#### EXTRACTED DATA

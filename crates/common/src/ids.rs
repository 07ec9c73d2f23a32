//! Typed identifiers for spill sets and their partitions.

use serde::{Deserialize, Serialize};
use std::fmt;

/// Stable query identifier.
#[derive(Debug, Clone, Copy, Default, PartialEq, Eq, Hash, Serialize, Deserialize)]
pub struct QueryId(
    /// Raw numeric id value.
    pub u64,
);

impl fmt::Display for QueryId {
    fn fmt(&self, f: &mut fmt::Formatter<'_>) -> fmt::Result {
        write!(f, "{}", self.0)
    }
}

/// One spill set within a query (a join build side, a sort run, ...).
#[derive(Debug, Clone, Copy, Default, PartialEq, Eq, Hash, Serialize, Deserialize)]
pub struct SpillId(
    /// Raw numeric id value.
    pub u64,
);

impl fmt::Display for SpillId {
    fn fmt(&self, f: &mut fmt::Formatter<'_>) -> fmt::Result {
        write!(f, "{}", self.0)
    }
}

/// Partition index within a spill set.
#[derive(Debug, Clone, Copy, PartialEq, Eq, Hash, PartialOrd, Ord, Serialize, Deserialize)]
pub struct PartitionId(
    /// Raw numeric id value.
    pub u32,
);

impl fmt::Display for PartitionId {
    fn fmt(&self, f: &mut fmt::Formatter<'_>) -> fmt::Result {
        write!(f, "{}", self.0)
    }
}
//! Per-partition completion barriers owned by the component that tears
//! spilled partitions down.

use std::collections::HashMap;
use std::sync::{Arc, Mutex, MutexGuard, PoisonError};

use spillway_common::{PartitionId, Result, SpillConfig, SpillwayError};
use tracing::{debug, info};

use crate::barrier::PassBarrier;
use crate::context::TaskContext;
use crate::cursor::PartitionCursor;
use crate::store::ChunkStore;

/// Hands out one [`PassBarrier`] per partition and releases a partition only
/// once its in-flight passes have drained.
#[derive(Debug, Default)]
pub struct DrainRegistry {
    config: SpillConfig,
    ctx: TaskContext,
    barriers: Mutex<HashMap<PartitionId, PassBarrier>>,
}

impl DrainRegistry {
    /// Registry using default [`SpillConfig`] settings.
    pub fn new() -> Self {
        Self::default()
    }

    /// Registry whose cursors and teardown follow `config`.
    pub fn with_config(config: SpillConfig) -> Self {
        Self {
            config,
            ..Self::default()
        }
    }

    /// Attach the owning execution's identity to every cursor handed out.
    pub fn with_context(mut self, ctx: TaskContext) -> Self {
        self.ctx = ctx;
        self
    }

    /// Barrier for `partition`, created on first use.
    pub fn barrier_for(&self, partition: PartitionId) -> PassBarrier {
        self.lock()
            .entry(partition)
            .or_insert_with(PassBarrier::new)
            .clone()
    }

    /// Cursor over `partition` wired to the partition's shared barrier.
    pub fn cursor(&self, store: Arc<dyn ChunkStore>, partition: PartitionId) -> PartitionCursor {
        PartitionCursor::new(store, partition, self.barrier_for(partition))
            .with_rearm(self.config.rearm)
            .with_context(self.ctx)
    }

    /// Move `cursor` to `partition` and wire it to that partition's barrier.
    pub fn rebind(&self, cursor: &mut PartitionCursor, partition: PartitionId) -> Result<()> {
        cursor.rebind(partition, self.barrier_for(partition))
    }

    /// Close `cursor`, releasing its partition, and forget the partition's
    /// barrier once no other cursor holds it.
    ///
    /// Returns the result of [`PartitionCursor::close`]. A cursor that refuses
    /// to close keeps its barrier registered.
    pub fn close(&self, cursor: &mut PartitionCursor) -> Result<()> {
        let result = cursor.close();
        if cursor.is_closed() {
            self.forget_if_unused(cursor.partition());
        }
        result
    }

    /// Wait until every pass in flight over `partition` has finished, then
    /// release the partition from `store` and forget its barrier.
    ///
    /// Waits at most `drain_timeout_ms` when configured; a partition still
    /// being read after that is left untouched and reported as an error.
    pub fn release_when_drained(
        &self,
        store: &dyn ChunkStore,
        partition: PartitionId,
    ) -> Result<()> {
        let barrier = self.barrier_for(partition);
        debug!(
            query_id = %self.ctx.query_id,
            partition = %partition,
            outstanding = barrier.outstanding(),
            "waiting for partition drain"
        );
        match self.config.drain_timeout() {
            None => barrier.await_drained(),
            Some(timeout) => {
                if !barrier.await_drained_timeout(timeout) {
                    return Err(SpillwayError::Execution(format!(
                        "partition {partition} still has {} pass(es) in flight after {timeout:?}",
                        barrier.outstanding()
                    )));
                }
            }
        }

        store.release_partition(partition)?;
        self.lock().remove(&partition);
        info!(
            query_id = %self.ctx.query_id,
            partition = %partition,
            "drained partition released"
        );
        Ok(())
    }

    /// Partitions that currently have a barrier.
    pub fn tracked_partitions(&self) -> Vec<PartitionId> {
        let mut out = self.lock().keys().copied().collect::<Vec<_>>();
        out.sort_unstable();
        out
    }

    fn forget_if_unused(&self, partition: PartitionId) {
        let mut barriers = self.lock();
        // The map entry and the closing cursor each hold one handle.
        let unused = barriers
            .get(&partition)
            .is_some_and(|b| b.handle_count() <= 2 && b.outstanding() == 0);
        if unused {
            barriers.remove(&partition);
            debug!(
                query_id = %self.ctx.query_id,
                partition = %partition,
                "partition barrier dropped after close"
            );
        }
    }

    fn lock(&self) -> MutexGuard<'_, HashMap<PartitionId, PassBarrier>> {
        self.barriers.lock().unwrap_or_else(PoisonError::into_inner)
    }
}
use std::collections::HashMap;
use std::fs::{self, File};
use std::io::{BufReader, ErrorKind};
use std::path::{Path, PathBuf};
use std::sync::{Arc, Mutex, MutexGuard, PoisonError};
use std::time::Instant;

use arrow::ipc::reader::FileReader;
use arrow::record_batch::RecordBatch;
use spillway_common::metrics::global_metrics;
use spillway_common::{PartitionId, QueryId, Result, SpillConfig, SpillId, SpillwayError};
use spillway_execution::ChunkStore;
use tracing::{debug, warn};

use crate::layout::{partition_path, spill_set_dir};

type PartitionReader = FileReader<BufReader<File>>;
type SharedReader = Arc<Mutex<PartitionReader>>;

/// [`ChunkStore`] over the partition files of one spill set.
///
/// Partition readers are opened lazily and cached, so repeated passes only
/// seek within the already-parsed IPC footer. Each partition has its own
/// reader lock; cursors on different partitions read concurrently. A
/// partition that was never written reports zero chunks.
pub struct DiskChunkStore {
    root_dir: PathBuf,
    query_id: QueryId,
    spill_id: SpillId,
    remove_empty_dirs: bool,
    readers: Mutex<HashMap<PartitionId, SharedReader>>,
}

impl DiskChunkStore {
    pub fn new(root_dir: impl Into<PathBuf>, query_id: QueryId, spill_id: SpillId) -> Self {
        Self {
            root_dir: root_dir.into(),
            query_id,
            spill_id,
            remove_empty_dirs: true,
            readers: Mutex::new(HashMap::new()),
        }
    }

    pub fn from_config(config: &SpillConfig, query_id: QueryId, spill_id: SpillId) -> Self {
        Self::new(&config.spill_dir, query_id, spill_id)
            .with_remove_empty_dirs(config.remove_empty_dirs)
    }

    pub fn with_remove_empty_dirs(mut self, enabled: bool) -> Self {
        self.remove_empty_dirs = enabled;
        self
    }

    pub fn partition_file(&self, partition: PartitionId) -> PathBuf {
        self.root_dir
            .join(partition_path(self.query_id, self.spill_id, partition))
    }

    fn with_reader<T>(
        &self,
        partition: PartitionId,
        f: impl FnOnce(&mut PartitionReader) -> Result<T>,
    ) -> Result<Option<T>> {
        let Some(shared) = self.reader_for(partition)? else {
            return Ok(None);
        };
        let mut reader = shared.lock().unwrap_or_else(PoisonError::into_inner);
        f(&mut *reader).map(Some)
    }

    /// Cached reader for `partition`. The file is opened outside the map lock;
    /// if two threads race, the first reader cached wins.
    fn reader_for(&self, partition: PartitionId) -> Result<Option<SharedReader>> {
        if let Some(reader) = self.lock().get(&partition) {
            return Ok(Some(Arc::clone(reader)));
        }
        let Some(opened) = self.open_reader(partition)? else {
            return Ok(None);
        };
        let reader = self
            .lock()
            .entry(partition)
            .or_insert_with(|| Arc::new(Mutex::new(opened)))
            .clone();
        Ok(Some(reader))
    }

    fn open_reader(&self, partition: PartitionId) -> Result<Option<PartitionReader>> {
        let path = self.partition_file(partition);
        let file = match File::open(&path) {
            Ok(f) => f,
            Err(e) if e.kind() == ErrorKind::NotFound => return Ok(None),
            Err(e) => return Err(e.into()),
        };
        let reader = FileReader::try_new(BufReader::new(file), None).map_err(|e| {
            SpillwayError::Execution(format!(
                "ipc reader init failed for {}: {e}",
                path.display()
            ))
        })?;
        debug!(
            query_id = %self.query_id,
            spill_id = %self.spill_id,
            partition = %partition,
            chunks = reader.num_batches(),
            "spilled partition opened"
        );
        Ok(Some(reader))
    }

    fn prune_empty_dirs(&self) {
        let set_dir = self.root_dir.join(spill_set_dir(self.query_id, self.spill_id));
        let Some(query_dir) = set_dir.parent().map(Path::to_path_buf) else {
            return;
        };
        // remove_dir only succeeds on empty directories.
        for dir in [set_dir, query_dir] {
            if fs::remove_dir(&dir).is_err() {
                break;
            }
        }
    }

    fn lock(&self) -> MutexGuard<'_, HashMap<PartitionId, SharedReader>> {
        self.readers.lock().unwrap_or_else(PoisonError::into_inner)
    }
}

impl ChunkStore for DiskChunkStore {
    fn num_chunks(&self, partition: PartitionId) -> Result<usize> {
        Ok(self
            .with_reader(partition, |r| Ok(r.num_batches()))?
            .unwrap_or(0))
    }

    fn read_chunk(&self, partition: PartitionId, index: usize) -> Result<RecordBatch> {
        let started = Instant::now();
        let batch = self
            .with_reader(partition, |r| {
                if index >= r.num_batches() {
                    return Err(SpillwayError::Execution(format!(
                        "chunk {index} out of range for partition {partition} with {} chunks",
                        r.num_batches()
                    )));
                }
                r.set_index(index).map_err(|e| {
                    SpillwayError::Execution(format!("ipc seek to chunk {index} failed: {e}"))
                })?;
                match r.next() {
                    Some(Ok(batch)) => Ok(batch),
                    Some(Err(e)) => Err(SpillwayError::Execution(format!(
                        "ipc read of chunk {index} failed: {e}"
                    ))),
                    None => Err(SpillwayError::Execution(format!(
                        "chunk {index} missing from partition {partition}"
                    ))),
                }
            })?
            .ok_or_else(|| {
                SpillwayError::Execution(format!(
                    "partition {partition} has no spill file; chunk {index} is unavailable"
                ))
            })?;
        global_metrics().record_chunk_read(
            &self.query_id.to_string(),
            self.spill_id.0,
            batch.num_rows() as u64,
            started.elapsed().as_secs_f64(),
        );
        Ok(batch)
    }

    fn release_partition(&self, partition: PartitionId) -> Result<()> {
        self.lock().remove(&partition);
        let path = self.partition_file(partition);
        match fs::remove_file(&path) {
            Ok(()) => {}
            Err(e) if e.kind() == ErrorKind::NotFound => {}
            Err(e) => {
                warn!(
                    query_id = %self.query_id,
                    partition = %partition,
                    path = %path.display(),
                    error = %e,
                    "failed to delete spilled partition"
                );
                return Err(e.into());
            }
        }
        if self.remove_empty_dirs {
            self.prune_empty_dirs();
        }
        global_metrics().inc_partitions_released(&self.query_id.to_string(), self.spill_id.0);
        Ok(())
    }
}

########

» WORK INSTRUCTION:
Please find each line in the records above that holds the word "index", and copy it.

» SOLUTION FOR THIS EXERCISE:
/// Partition index within a spill set.
    fn read_chunk(&self, partition: PartitionId, index: usize) -> Result<RecordBatch> {
                if index >= r.num_batches() {
                        "chunk {index} out of range for partition {partition} with {} chunks",
                r.set_index(index).map_err(|e| {
                    SpillwayError::Execution(format!("ipc seek to chunk {index} failed: {e}"))
                        "ipc read of chunk {index} failed: {e}"
                        "chunk {index} missing from partition {partition}"
                    "partition {partition} has no spill file; chunk {index} is unavailable"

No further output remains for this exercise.